▸ **The task**
The lines to copy are those holding the string "WebexClient" in the entries below.

▸ **Data**
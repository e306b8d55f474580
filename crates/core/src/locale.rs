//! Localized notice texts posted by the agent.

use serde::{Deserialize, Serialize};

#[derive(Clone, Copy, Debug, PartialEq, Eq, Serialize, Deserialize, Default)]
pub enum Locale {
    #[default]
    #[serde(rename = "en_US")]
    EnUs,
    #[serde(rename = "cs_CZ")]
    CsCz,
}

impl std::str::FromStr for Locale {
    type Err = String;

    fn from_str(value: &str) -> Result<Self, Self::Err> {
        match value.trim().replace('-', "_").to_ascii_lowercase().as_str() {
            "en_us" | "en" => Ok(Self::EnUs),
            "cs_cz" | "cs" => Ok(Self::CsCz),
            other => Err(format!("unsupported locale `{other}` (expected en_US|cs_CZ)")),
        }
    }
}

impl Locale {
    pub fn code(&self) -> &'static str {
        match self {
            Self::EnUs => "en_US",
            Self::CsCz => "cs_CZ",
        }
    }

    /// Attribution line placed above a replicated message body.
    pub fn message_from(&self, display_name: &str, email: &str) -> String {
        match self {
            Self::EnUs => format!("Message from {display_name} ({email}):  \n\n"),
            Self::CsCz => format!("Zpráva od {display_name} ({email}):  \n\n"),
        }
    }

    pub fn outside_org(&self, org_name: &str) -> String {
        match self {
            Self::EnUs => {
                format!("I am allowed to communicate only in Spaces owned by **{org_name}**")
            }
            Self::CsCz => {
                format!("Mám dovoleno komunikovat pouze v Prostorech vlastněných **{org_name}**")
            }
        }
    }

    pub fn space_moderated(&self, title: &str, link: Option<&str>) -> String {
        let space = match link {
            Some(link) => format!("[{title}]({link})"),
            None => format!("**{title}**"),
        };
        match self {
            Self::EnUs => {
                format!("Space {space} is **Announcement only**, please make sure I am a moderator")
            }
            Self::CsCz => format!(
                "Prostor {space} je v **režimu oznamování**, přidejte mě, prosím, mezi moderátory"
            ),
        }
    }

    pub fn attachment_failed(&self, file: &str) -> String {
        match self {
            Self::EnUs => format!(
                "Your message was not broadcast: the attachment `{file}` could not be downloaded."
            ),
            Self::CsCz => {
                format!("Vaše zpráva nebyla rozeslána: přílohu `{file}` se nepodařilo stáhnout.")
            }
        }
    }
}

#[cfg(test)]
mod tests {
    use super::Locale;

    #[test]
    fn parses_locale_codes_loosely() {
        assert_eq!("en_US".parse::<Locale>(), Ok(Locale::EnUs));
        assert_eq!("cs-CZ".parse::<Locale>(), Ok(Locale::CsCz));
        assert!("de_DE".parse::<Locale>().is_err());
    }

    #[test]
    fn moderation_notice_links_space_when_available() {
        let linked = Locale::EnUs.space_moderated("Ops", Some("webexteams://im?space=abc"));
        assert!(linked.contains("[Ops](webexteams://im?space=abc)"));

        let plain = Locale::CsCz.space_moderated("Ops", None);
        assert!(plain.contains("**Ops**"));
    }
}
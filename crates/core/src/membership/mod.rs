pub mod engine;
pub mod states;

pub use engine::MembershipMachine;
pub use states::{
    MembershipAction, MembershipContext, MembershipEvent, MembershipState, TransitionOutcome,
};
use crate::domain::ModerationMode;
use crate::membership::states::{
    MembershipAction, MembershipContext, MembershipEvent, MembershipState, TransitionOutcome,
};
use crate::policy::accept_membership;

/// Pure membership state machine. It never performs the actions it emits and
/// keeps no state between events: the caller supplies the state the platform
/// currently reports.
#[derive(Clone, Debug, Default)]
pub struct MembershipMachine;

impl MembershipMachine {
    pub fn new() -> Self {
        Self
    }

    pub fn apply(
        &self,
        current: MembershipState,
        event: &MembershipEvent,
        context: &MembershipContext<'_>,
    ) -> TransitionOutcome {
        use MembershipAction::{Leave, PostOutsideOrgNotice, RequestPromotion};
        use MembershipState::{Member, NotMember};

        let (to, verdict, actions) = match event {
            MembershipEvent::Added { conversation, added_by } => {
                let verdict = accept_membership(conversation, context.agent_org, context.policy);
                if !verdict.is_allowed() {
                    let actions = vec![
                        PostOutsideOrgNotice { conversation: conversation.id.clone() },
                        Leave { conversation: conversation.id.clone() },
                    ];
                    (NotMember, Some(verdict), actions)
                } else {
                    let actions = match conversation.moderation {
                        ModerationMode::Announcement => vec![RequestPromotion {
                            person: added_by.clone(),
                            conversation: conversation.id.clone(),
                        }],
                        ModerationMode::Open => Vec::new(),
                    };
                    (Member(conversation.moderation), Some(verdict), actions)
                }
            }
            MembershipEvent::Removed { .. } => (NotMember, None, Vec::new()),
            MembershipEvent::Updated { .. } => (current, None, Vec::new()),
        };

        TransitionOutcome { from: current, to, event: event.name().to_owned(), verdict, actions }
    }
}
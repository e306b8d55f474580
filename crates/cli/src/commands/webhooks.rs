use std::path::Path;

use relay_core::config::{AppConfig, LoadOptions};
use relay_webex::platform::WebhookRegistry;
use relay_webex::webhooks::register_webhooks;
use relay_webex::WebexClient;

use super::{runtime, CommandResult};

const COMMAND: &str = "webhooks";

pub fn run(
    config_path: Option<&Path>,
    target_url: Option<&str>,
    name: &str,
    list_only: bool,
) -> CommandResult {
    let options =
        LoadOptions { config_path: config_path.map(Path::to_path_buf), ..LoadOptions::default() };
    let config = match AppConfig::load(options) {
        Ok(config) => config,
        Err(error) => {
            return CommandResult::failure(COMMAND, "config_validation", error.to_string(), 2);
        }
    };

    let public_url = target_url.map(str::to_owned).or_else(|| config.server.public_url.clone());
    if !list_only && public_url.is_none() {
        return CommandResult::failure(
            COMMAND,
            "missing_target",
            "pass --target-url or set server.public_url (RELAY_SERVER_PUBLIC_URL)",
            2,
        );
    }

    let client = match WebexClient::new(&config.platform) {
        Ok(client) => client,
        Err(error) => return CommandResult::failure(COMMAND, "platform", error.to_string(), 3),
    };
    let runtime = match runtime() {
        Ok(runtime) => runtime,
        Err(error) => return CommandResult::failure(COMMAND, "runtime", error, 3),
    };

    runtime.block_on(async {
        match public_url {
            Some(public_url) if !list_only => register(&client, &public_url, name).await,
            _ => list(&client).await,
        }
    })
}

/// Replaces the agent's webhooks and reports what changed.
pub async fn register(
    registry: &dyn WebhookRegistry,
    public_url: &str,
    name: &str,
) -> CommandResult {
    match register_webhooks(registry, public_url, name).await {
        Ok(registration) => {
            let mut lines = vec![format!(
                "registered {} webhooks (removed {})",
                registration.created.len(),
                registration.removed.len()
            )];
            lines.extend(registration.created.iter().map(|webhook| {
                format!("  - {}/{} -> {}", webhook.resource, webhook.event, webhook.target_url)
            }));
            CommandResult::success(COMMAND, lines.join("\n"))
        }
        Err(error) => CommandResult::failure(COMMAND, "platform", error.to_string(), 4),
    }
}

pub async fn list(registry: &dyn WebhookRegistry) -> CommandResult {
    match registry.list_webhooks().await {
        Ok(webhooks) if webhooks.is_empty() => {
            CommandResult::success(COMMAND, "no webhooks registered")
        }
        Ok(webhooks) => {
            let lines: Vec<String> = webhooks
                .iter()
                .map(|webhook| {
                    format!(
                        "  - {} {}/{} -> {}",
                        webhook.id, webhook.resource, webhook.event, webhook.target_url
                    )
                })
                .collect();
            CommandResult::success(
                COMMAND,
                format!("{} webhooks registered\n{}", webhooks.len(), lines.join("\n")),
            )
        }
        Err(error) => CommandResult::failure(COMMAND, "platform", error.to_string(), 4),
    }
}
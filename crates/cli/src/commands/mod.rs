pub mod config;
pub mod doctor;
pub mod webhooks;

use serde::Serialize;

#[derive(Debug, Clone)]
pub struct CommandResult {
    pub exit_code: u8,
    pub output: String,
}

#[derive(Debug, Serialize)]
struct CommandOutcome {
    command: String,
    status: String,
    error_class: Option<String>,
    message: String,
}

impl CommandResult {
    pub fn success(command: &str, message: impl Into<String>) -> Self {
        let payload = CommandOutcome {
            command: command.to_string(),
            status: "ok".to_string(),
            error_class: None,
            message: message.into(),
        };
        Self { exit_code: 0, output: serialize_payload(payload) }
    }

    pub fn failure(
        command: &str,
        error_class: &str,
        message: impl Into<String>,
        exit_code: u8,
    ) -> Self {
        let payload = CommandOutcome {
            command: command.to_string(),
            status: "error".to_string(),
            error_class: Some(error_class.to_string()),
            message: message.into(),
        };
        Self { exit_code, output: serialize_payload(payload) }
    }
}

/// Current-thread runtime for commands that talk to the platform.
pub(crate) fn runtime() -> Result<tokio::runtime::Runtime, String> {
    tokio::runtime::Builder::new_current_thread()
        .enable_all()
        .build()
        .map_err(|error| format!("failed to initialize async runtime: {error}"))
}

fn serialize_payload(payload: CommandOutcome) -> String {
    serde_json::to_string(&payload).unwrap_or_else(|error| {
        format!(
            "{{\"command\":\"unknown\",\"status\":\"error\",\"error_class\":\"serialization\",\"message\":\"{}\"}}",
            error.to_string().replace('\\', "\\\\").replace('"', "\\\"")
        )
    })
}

▸ **Result for this exercise**
use relay_webex::WebexClient;
    let client = match WebexClient::new(&config.platform) {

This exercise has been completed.